IQ test? Common-sense test? Really?
Isn’t your résumé evidence enough of your capabilities? So, why must you almost always give a preemployment test? Are they necessary? Or are they even legal?
All these questions are legit, and they might bother you every time you look for a job. The IQ tests conducted before a hire, are themselves not illegal but it is their application that incites illegality. For example, if there are 2 different job openings for an accountant and a receptionist. You give them both similar tests consisting of complex math-related questions.
An accountant would be – and should be – able to solve them but such skills are not crucial for the receptionist. Hence, unfair, and not suitable for the receptionist.
Find employees potential
The preemployment tests such as IQ test or common-sense test are necessary for jobs as they let the employer get an insight about the capabilities of the hire. They help get a better understanding of employee’s potential and skill level. It is basically performed to make sure their talent level is up to the task they will perform. Whether, they have intelligence for it and will they crack or perform under pressure?
Most people have a vague concept of IQ, but they have little perception about its role in assessment of the new hire. The IQ, or intelligence quotient tests are designed to measure the level of intelligence of any person, regardless of the job or role they are being hired for. They aim towards general skills for any role such as critical thinking, problem solving, and learning ability. However, they are not essentially targeted towards the main skill for the job.
Cognitive aptitude tests
Most employers are now abandoning the requirement of IQ test. But this does not come as good news for those looking to apply. The IQ tests have been replaced by the cognitive aptitude tests. Unlike the IQ or common-sense test, these are designed by specifically keeping the work environment skills in mind. In addition to measuring the criteria involved in standard IQ test, these also measure employee’s ability of attention to detail and communication competency.
The cognitive aptitude tests have proven better than several hiring criteria in successfully predicting potential job performance of the employee. They give an idea of how quickly they will learn the job they will be trained for, and how good they will perform in it. Since the training period is the time that costs the company, they want employees that will quickly adapt and be ready to perform – and that too at a decent level.
Are personal questions reasonable?
The preemployment tests are a valuable input when hiring but there are times when they are not required or are misused. For example, they can be skipped when hiring a well-known person that has a reputation for the job. They will plainly refuse to be a part of your company if they discover they have to pass a test for it. Firstly, they might feel offended. And secondly, they would stay in their current job because it is safer, and they feel respected there.
Another scenario in which it is better to skip these tests are when the questions start becoming personal.
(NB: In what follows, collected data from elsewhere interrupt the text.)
use std::{
    fs,
    path::Path,
    time::{Duration, SystemTime},
};

use anyhow::{Context, Result, anyhow};
use tracing_appender::{
    non_blocking::WorkerGuard,
    rolling::{self, RollingFileAppender},
};
use tracing_error::ErrorLayer;
use tracing_subscriber::{
    EnvFilter, Layer, filter::LevelFilter, fmt, layer::SubscriberExt, util::SubscriberInitExt,
};
use uuid::Uuid;

use crate::config::{LoggingConfig, LoggingRotation};

const LOG_FILE_PREFIX: &str = "inkalert.log";

pub struct LoggingGuard {
    _worker_guard: WorkerGuard,
    run_id: String,
}

impl LoggingGuard {
    pub fn run_id(&self) -> &str {
        &self.run_id
    }
}

pub fn init_tracing(logging_config: &LoggingConfig) -> Result<LoggingGuard> {
    if logging_config.filter.trim().is_empty() {
        return Err(anyhow!("logging.filter cannot be empty"));
    }

    fs::create_dir_all(&logging_config.dir).with_context(|| {
        format!(
            "failed to create logging directory {}",
            logging_config.dir.display()
        )
    })?;
    purge_expired_logs(&logging_config.dir, logging_config.retention_days);

    let appender = build_rolling_appender(&logging_config.dir, &logging_config.rotation);
    let (non_blocking_writer, worker_guard) = tracing_appender::non_blocking(appender);
    let env_filter = EnvFilter::try_new(&logging_config.filter)
        .with_context(|| format!("failed to parse logging.filter '{}'", logging_config.filter))?;

    let file_layer = fmt::layer()
        .json()
        .with_timer(fmt::time::UtcTime::rfc_3339())
        .with_target(true)
        .with_ansi(false)
        .with_writer(non_blocking_writer)
        .with_filter(env_filter);

    let stderr_layer = logging_config.stderr_warn_enabled.then(|| {
        fmt::layer()
            .with_writer(std::io::stderr)
            .with_target(true)
            .with_filter(LevelFilter::WARN)
    });

    tracing_subscriber::registry()
        .with(ErrorLayer::default())
        .with(file_layer)
        .with(stderr_layer)
        .try_init()
        .context("failed to initialize tracing subscriber")?;

    let run_id = Uuid::now_v7().to_string();
    tracing::info!(
        target: "logging",
        run_id = %run_id,
        dir = %logging_config.dir.display(),
        filter = %logging_config.filter,
        "logging_initialized"
    );

    Ok(LoggingGuard {
        _worker_guard: worker_guard,
        run_id,
    })
}

fn build_rolling_appender(log_dir: &Path, rotation: &LoggingRotation) -> RollingFileAppender {
    match rotation {
        LoggingRotation::Daily => rolling::daily(log_dir, LOG_FILE_PREFIX),
        LoggingRotation::Hourly => rolling::hourly(log_dir, LOG_FILE_PREFIX),
    }
}

fn purge_expired_logs(log_dir: &Path, retention_days: usize) {
    purge_expired_logs_at(log_dir, retention_days, SystemTime::now());
}

fn purge_expired_logs_at(log_dir: &Path, retention_days: usize, now: SystemTime) {
    let retention = Duration::from_secs(retention_days.saturating_mul(24 * 60 * 60) as u64);
    let cutoff = now.checked_sub(retention).unwrap_or(SystemTime::UNIX_EPOCH);

    let Ok(entries) = fs::read_dir(log_dir) else {
        return;
    };

    for entry in entries.flatten() {
        if !entry.file_name().to_string_lossy().starts_with(LOG_FILE_PREFIX) {
            continue;
        }
        let Ok(metadata) = entry.metadata() else {
            continue;
        };
        if !metadata.is_file() {
            continue;
        }
        if let Ok(modified) = metadata.modified()
            && modified <= cutoff
            && let Err(err) = fs::remove_file(entry.path())
        {
            eprintln!(
                "failed to remove expired log file {}: {err}",
                entry.path().display()
            );
        }
    }
}
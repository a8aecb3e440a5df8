//! Manual test-packet sender: builds one fixed-size packet (4-byte code +
//! UTF-8 message + space padding) and fires it at a listener. Useful for
//! poking a running panel without real alert infrastructure.

use std::env;

use anyhow::{Result, bail};
use tokio::{io::AsyncWriteExt, net::TcpStream};

use inkalert::{auth::AUTH_CODE_LEN, cli::next_value};

struct SendArgs {
    host: String,
    port: u16,
    code: String,
    message: String,
    packet_bytes: usize,
}

impl Default for SendArgs {
    fn default() -> Self {
        Self {
            host: "127.0.0.1".to_string(),
            port: 9005,
            code: "1111".to_string(),
            message: "WARNING Flooding is expected in the next 24 hours.".to_string(),
            packet_bytes: 1024,
        }
    }
}

fn parse_args() -> Result<SendArgs> {
    let mut parsed = SendArgs::default();
    let mut args = env::args().skip(1);

    while let Some(arg) = args.next() {
        match arg.as_str() {
            "--host" => parsed.host = next_value(&mut args, "--host")?,
            "--port" => parsed.port = next_value(&mut args, "--port")?.parse()?,
            "--code" => parsed.code = next_value(&mut args, "--code")?,
            "--message" => parsed.message = next_value(&mut args, "--message")?,
            "--packet-bytes" => {
                parsed.packet_bytes = next_value(&mut args, "--packet-bytes")?.parse()?;
            }
            other => {
                bail!(
                    "unknown argument: {other}. usage: send-alert [--host <h>] [--port <p>] \
                     [--code <4-byte code>] [--message <text>] [--packet-bytes <n>]"
                );
            }
        }
    }

    Ok(parsed)
}

fn build_packet(code: &[u8], message: &str, size: usize) -> Result<Vec<u8>> {
    if code.len() != AUTH_CODE_LEN {
        bail!("authentication code must be exactly {AUTH_CODE_LEN} bytes");
    }
    let body = message.as_bytes();
    if code.len() + body.len() > size {
        bail!("message plus code exceeds the packet size of {size} bytes");
    }

    let mut packet = Vec::with_capacity(size);
    packet.extend_from_slice(code);
    packet.extend_from_slice(body);
    packet.resize(size, b' ');
    Ok(packet)
}

#[tokio::main]
async fn main() -> Result<()> {
    let args = parse_args()?;
    let packet = build_packet(args.code.as_bytes(), &args.message, args.packet_bytes)?;

    let mut stream = TcpStream::connect((args.host.as_str(), args.port)).await?;
    stream.write_all(&packet).await?;
    stream.shutdown().await?;

    println!(
        "sent {} bytes to {}:{} (code {:?})",
        packet.len(),
        args.host,
        args.port,
        args.code
    );
    Ok(())
}
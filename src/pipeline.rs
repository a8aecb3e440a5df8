use std::net::IpAddr;

use crate::{
    auth::Authenticator, classify::Classifier, dispatch::AlertDispatcher, error::AlertError,
    payload,
};

/// The full packet path: authenticate, strip and decode the payload,
/// classify, dispatch. One call per inbound packet, synchronous end to end
/// apart from the final queue hand-off. Failures stop the packet here and
/// never reach the rendering side.
pub struct AlertPipeline {
    authenticator: Authenticator,
    classifier: Classifier,
    dispatcher: AlertDispatcher,
}

impl AlertPipeline {
    pub fn new(
        authenticator: Authenticator,
        classifier: Classifier,
        dispatcher: AlertDispatcher,
    ) -> Self {
        Self {
            authenticator,
            classifier,
            dispatcher,
        }
    }

    pub async fn ingest(&self, raw: &[u8], peer: IpAddr) -> Result<(), AlertError> {
        self.authenticator.verify(raw, peer)?;
        let text = payload::extract(raw)?;
        let record = self.classifier.classify(&text)?;
        tracing::info!(
            target: "pipeline",
            %peer,
            category = record.category.as_str(),
            severity = record.severity,
            "alert accepted"
        );
        self.dispatcher.dispatch(record).await
    }
}
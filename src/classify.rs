use serde::{Deserialize, Serialize};

use crate::error::AlertError;

/// Closed set of hazard categories the rendering boundary knows how to draw.
/// Text that matches no keyword lands on `Unknown`, which the scene selector
/// resolves to the generic warning icon.
#[derive(Debug, Clone, Copy, PartialEq, Eq, Hash, Serialize, Deserialize)]
#[serde(rename_all = "snake_case")]
pub enum Category {
    Flood,
    Typhoon,
    Disease,
    Drought,
    Heatwave,
    Unknown,
}

impl Category {
    pub fn as_str(&self) -> &'static str {
        match self {
            Category::Flood => "flood",
            Category::Typhoon => "typhoon",
            Category::Disease => "disease",
            Category::Drought => "drought",
            Category::Heatwave => "heatwave",
            Category::Unknown => "unknown",
        }
    }
}

/// Severity scale: 1 is lowest concern, 5 is highest. Unmatched text stays
/// at 1 so noise never produces a spurious high-alarm frame.
pub type Severity = u8;

pub const DEFAULT_SEVERITY: Severity = 1;

/// One classified alert, produced once per accepted packet and consumed
/// exactly once by the rendering boundary.
#[derive(Debug, Clone, PartialEq, Eq, Serialize, Deserialize)]
pub struct AlertRecord {
    pub category: Category,
    pub severity: Severity,
    pub message: String,
}

/// Ordered keyword tables. Both are scanned by substring against the
/// lower-cased alert phrase, but with deliberately different tie-breaks:
/// the category scan runs to the end and keeps the LAST hit, while the
/// severity scan stops at the FIRST hit. The asymmetry is load-bearing
/// behavior carried over from the field prototype; slices keep the scan
/// order explicit instead of leaning on map iteration order.
const CATEGORY_KEYWORDS: &[(&str, Category)] = &[
    ("flood", Category::Flood),
    ("torrential rain", Category::Flood),
    ("rising water", Category::Flood),
    ("typhoon", Category::Typhoon),
    ("cyclone", Category::Typhoon),
    ("tropical storm", Category::Typhoon),
    ("disease", Category::Disease),
    ("outbreak", Category::Disease),
    ("epidemic", Category::Disease),
    ("drought", Category::Drought),
    ("water shortage", Category::Drought),
    ("heatwave", Category::Heatwave),
    ("extreme heat", Category::Heatwave),
];

const SEVERITY_KEYWORDS: &[(&str, Severity)] = &[
    ("catastrophic", 5),
    ("extreme", 5),
    ("severe", 4),
    ("serious", 4),
    ("moderate", 3),
    ("significant", 3),
    ("minor", 2),
    ("slight", 2),
];

/// Splits alert text into the phrase used for keyword lookup and the message
/// shown on the panel, then resolves category and severity.
#[derive(Debug, Clone, Default)]
pub struct Classifier;

impl Classifier {
    pub fn new() -> Self {
        Self
    }

    pub fn classify(&self, text: &str) -> Result<AlertRecord, AlertError> {
        if text.is_empty() {
            return Err(AlertError::EmptyAlert);
        }

        let (alert_phrase, message) = split_alert_text(text);
        let phrase = alert_phrase.to_lowercase();

        let category = lookup_category(&phrase);
        if category == Category::Unknown {
            tracing::debug!(
                target: "classify",
                phrase = %phrase.trim_end(),
                "no category keyword matched; treating phrase as a general alert"
            );
        }

        Ok(AlertRecord {
            category,
            severity: lookup_severity(&phrase),
            message,
        })
    }
}

/// Delimiter rule: with fewer than two periods the whole text is both the
/// lookup phrase and the message, untouched. With two or more, the phrase is
/// everything before the first period and the message is the segment between
/// the first and second period, trimmed; the trailer after the second period
/// is discarded.
fn split_alert_text(text: &str) -> (&str, String) {
    let period_count = text.matches('.').count();
    if period_count < 2 {
        return (text, text.to_string());
    }

    let (alert_phrase, remainder) = text.split_once('.').unwrap_or((text, ""));
    let action_phrase = remainder.split_once('.').map_or(remainder, |(head, _)| head);
    (alert_phrase, action_phrase.trim().to_string())
}

fn lookup_category(phrase: &str) -> Category {
    // Full scan, each hit overwriting the previous one.
    let mut category = Category::Unknown;
    for (keyword, candidate) in CATEGORY_KEYWORDS {
        if phrase.contains(keyword) {
            category = *candidate;
        }
    }
    category
}

fn lookup_severity(phrase: &str) -> Severity {
    // Early exit on the first hit.
    for (keyword, severity) in SEVERITY_KEYWORDS {
        if phrase.contains(keyword) {
            return *severity;
        }
    }
    DEFAULT_SEVERITY
}
use std::{
    fs,
    net::IpAddr,
    path::{Path, PathBuf},
};

use anyhow::{Context, Result, anyhow};
use serde::{Deserialize, Serialize};
use serde_json::Value;

use crate::auth::AUTH_CODE_LEN;

#[derive(Debug, Clone, Serialize, Deserialize)]
pub struct Config {
    #[serde(default)]
    pub listener: ListenerConfig,
    #[serde(default)]
    pub display: DisplayConfig,
    #[serde(default)]
    pub logging: LoggingConfig,
}

fn default_bind_host() -> String {
    "0.0.0.0".to_string()
}

fn default_listener_port() -> u16 {
    9000
}

fn default_max_packet_bytes() -> usize {
    1024
}

fn default_auth_code() -> String {
    "1111".to_string()
}

fn default_allowed_hosts() -> Vec<IpAddr> {
    vec![
        "127.0.0.1".parse().expect("literal address"),
        "192.168.1.1".parse().expect("literal address"),
    ]
}

fn default_locale() -> Locale {
    Locale::En
}

fn default_scene_queue_capacity() -> usize {
    16
}

fn default_overflow() -> OverflowPolicy {
    OverflowPolicy::DropNew
}

fn default_logging_dir() -> PathBuf {
    PathBuf::from("./logs")
}

fn default_logging_filter() -> String {
    "info".to_string()
}

fn default_logging_rotation() -> LoggingRotation {
    LoggingRotation::Daily
}

fn default_logging_retention_days() -> usize {
    14
}

fn default_enabled_true() -> bool {
    true
}

#[derive(Debug, Clone, Serialize, Deserialize)]
pub struct ListenerConfig {
    #[serde(default = "default_bind_host")]
    pub bind_host: String,
    #[serde(default = "default_listener_port")]
    pub port: u16,
    /// Fixed transport buffer size; the sender pads up to this with spaces.
    #[serde(default = "default_max_packet_bytes")]
    pub max_packet_bytes: usize,
    /// 4-byte secret prefix every packet must carry.
    #[serde(default = "default_auth_code")]
    pub auth_code: String,
    #[serde(default = "default_allowed_hosts")]
    pub allowed_hosts: Vec<IpAddr>,
}

impl Default for ListenerConfig {
    fn default() -> Self {
        Self {
            bind_host: default_bind_host(),
            port: default_listener_port(),
            max_packet_bytes: default_max_packet_bytes(),
            auth_code: default_auth_code(),
            allowed_hosts: default_allowed_hosts(),
        }
    }
}

impl ListenerConfig {
    pub fn auth_code_bytes(&self) -> Result<[u8; AUTH_CODE_LEN]> {
        let bytes = self.auth_code.as_bytes();
        bytes.try_into().map_err(|_| {
            anyhow!(
                "listener.auth_code must be exactly {} bytes, got {}",
                AUTH_CODE_LEN,
                bytes.len()
            )
        })
    }
}

#[derive(Debug, Clone, Copy, PartialEq, Eq, Serialize, Deserialize)]
#[serde(rename_all = "kebab-case")]
pub enum Locale {
    En,
    Es,
    Fr,
}

/// What to do when the scene queue is full. `DropNew` keeps the panel
/// showing the freshest frame it managed to accept; `Block` applies
/// backpressure to the listener instead.
#[derive(Debug, Clone, Copy, PartialEq, Eq, Serialize, Deserialize)]
#[serde(rename_all = "kebab-case")]
pub enum OverflowPolicy {
    DropNew,
    Block,
}

#[derive(Debug, Clone, Serialize, Deserialize)]
pub struct DisplayConfig {
    #[serde(default = "default_locale")]
    pub locale: Locale,
    #[serde(default = "default_scene_queue_capacity")]
    pub scene_queue_capacity: usize,
    #[serde(default = "default_overflow")]
    pub overflow: OverflowPolicy,
}

impl Default for DisplayConfig {
    fn default() -> Self {
        Self {
            locale: default_locale(),
            scene_queue_capacity: default_scene_queue_capacity(),
            overflow: default_overflow(),
        }
    }
}

#[derive(Debug, Clone, PartialEq, Eq, Serialize, Deserialize)]
#[serde(rename_all = "kebab-case")]
pub enum LoggingRotation {
    Daily,
    Hourly,
}

#[derive(Debug, Clone, Serialize, Deserialize)]
pub struct LoggingConfig {
    #[serde(default = "default_logging_dir")]
    pub dir: PathBuf,
    #[serde(default = "default_logging_filter")]
    pub filter: String,
    #[serde(default = "default_logging_rotation")]
    pub rotation: LoggingRotation,
    #[serde(default = "default_logging_retention_days")]
    pub retention_days: usize,
    #[serde(default = "default_enabled_true")]
    pub stderr_warn_enabled: bool,
}

impl Default for LoggingConfig {
    fn default() -> Self {
        Self {
            dir: default_logging_dir(),
            filter: default_logging_filter(),
            rotation: default_logging_rotation(),
            retention_days: default_logging_retention_days(),
            stderr_warn_enabled: true,
        }
    }
}

impl Config {
    pub fn load(config_path: &Path) -> Result<Self> {
        let config_content = fs::read_to_string(config_path)
            .with_context(|| format!("failed to read {}", config_path.display()))?;
        let config_value: Value = json5::from_str(&config_content)
            .with_context(|| format!("failed to parse {}", config_path.display()))?;

        let mut config: Config =
            serde_json::from_value(config_value).context("failed to deserialize config")?;

        // auth_code is validated eagerly so a bad secret fails at startup
        // instead of silently rejecting every packet.
        config.listener.auth_code_bytes()?;
        if config.display.scene_queue_capacity == 0 {
            config.display.scene_queue_capacity = default_scene_queue_capacity();
        }

        let config_base = config_path.parent().unwrap_or_else(|| Path::new("."));
        if !config.logging.dir.is_absolute() {
            config.logging.dir = config_base.join(&config.logging.dir);
        }

        Ok(config)
    }
}

impl Default for Config {
    fn default() -> Self {
        Self {
            listener: ListenerConfig::default(),
            display: DisplayConfig::default(),
            logging: LoggingConfig::default(),
        }
    }
}

#[cfg(test)]
mod tests {
    use super::{Config, ListenerConfig, OverflowPolicy};

    #[test]
    fn defaults_match_the_reference_deployment() {
        let config = Config::default();
        assert_eq!(config.listener.port, 9000);
        assert_eq!(config.listener.max_packet_bytes, 1024);
        assert_eq!(config.listener.auth_code, "1111");
        assert_eq!(config.listener.allowed_hosts.len(), 2);
        assert_eq!(config.display.overflow, OverflowPolicy::DropNew);
    }

    #[test]
    fn auth_code_must_be_four_bytes() {
        let listener = ListenerConfig {
            auth_code: "12345".to_string(),
            ..ListenerConfig::default()
        };
        let err = listener.auth_code_bytes().expect_err("must fail");
        assert!(err.to_string().contains("auth_code"));
    }

    #[test]
    fn partial_config_fills_in_defaults() {
        let value: serde_json::Value =
            json5::from_str("{ listener: { port: 9100 } }").expect("valid json5");
        let config: Config = serde_json::from_value(value).expect("deserializable");
        assert_eq!(config.listener.port, 9100);
        assert_eq!(config.listener.auth_code, "1111");
        assert_eq!(config.display.scene_queue_capacity, 16);
    }
}
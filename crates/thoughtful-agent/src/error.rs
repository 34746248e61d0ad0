//! Error types for the agent crate.

use thiserror::Error;
use thoughtful_llm::ServiceError;
use thoughtful_memory::MemoryError;

/// Result type alias using the agent error type.
pub type Result<T> = std::result::Result<T, AgentError>;

/// Error type for agent and conversation operations.
#[derive(Debug, Error)]
pub enum AgentError {
    /// Input rejected at an API boundary; nothing was changed.
    #[error("Validation error: {0}")]
    Validation(String),

    /// Embedding or completion backend failure.
    #[error(transparent)]
    Service(ServiceError),

    /// Memory store error that is neither validation nor service related.
    #[error("Memory error: {0}")]
    Memory(MemoryError),

    /// The turn was cancelled before this pipeline finished.
    #[error("Turn cancelled")]
    Cancelled,

    /// Internal error.
    #[error("Internal error: {0}")]
    Internal(String),
}

impl AgentError {
    /// Create a validation error.
    pub fn validation(msg: impl Into<String>) -> Self {
        Self::Validation(msg.into())
    }

    /// Create an internal error.
    pub fn internal(msg: impl Into<String>) -> Self {
        Self::Internal(msg.into())
    }

    pub fn is_validation(&self) -> bool {
        matches!(self, Self::Validation(_))
    }

    pub fn is_service(&self) -> bool {
        matches!(self, Self::Service(_))
    }

    pub fn is_cancelled(&self) -> bool {
        matches!(self, Self::Cancelled)
    }
}

impl From<ServiceError> for AgentError {
    fn from(err: ServiceError) -> Self {
        Self::Service(err)
    }
}

// Flatten memory errors so callers can match on the category directly.
impl From<MemoryError> for AgentError {
    fn from(err: MemoryError) -> Self {
        match err {
            MemoryError::Validation(e) => Self::Validation(e.to_string()),
            MemoryError::Service(e) => Self::Service(e),
            other => Self::Memory(other),
        }
    }
}
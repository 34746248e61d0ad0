//! Human participants.
//!
//! A human's reply comes from a [`HumanInput`]; the loop only sees optional
//! text.

use std::collections::VecDeque;
use std::io::Write;

use async_trait::async_trait;
use thoughtful_types::{IdKind, SharedIdGenerator};
use tokio::io::{AsyncBufReadExt, BufReader, Lines, Stdin};
use tracing::warn;

use crate::participant::{ParticipantInfo, Role};
use crate::simulator::TurnContext;

/// Source of a human's replies.
#[async_trait]
pub trait HumanInput: Send {
    /// Reply to the current turn, or `None` to stay silent.
    async fn respond(&mut self, ctx: &TurnContext<'_>) -> Option<String>;
}

/// Replies from a fixed queue; silent once exhausted.
#[derive(Debug, Clone, Default)]
pub struct ScriptedInput {
    replies: VecDeque<Option<String>>,
}

impl ScriptedInput {
    pub fn new<I, S>(replies: I) -> Self
    where
        I: IntoIterator<Item = Option<S>>,
        S: Into<String>,
    {
        Self {
            replies: replies.into_iter().map(|r| r.map(Into::into)).collect(),
        }
    }

    pub fn remaining(&self) -> usize {
        self.replies.len()
    }
}

#[async_trait]
impl HumanInput for ScriptedInput {
    async fn respond(&mut self, _ctx: &TurnContext<'_>) -> Option<String> {
        self.replies.pop_front().flatten()
    }
}

/// Reads one line per turn from standard input.
pub struct StdinInput {
    name: String,
    lines: Lines<BufReader<Stdin>>,
}

impl StdinInput {
    pub fn new(name: impl Into<String>) -> Self {
        Self {
            name: name.into(),
            lines: BufReader::new(tokio::io::stdin()).lines(),
        }
    }
}

impl std::fmt::Debug for StdinInput {
    fn fmt(&self, f: &mut std::fmt::Formatter<'_>) -> std::fmt::Result {
        f.debug_struct("StdinInput").field("name", &self.name).finish()
    }
}

#[async_trait]
impl HumanInput for StdinInput {
    async fn respond(&mut self, _ctx: &TurnContext<'_>) -> Option<String> {
        print!("{}, your response (press Enter to skip): ", self.name);
        let _ = std::io::stdout().flush();
        match self.lines.next_line().await {
            Ok(line) => line,
            Err(e) => {
                warn!(error = %e, "Failed to read from stdin");
                None
            }
        }
    }
}

/// A person in the conversation.
pub struct Human {
    info: ParticipantInfo,
    input: Box<dyn HumanInput>,
    score: f32,
}

impl Human {
    pub fn new(name: impl Into<String>, input: Box<dyn HumanInput>, ids: &SharedIdGenerator) -> Self {
        Self {
            info: ParticipantInfo::new(ids.next_id(IdKind::Human), name, Role::Human),
            input,
            score: 1.0,
        }
    }

    /// Comparison score used when this human chooses to speak.
    pub fn with_score(mut self, score: f32) -> Self {
        self.score = score;
        self
    }

    pub fn score(&self) -> f32 {
        self.score
    }

    pub fn info(&self) -> &ParticipantInfo {
        &self.info
    }

    pub fn info_mut(&mut self) -> &mut ParticipantInfo {
        &mut self.info
    }

    pub fn can_speak(&self, _ctx: &TurnContext<'_>) -> bool {
        true
    }

    /// Trimmed reply; blank replies count as silence.
    pub async fn get_response(&mut self, ctx: &TurnContext<'_>) -> Option<String> {
        let reply = self.input.respond(ctx).await?;
        let reply = reply.trim();
        (!reply.is_empty()).then(|| reply.to_string())
    }
}

impl std::fmt::Debug for Human {
    fn fmt(&self, f: &mut std::fmt::Formatter<'_>) -> std::fmt::Result {
        f.debug_struct("Human")
            .field("info", &self.info)
            .field("score", &self.score)
            .finish_non_exhaustive()
    }
}
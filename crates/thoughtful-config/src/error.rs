//! Configuration error types.

/// Result type alias for config operations.
pub type Result<T> = std::result::Result<T, ConfigError>;

/// Errors that can occur during configuration loading and validation.
#[derive(Debug, thiserror::Error)]
pub enum ConfigError {
    /// Failed to read a config file.
    #[error("failed to read config file '{path}': {source}")]
    ReadFile {
        path: String,
        source: std::io::Error,
    },

    /// Failed to parse TOML.
    #[error("failed to parse config: {0}")]
    Parse(#[from] toml::de::Error),

    /// Failed to serialize config for display.
    #[error("failed to serialize config: {0}")]
    Serialize(#[from] toml::ser::Error),

    /// Parsed but semantically unusable.
    #[error("invalid config: {0}")]
    Invalid(String),
}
An employee has the right to keep their personal life private. Asking such questions are unnecessary for the jobs since they are based on skills and not on emotions. However, some personal questions are reasonable to get an awareness of employee’s psychic evaluation. To make sure they have enough mental capacity to deal with the stress of the job.
The IQ or common-sense test are a decent and sensible requirement when hiring for a job. They help get an understanding of employee’s talent level and their capabilities for tasks at hand. However, these tests must be carefully planned and should be specific to the job requirements. They should be kept business related and the personal questions should be avoided unless absolutely necessary.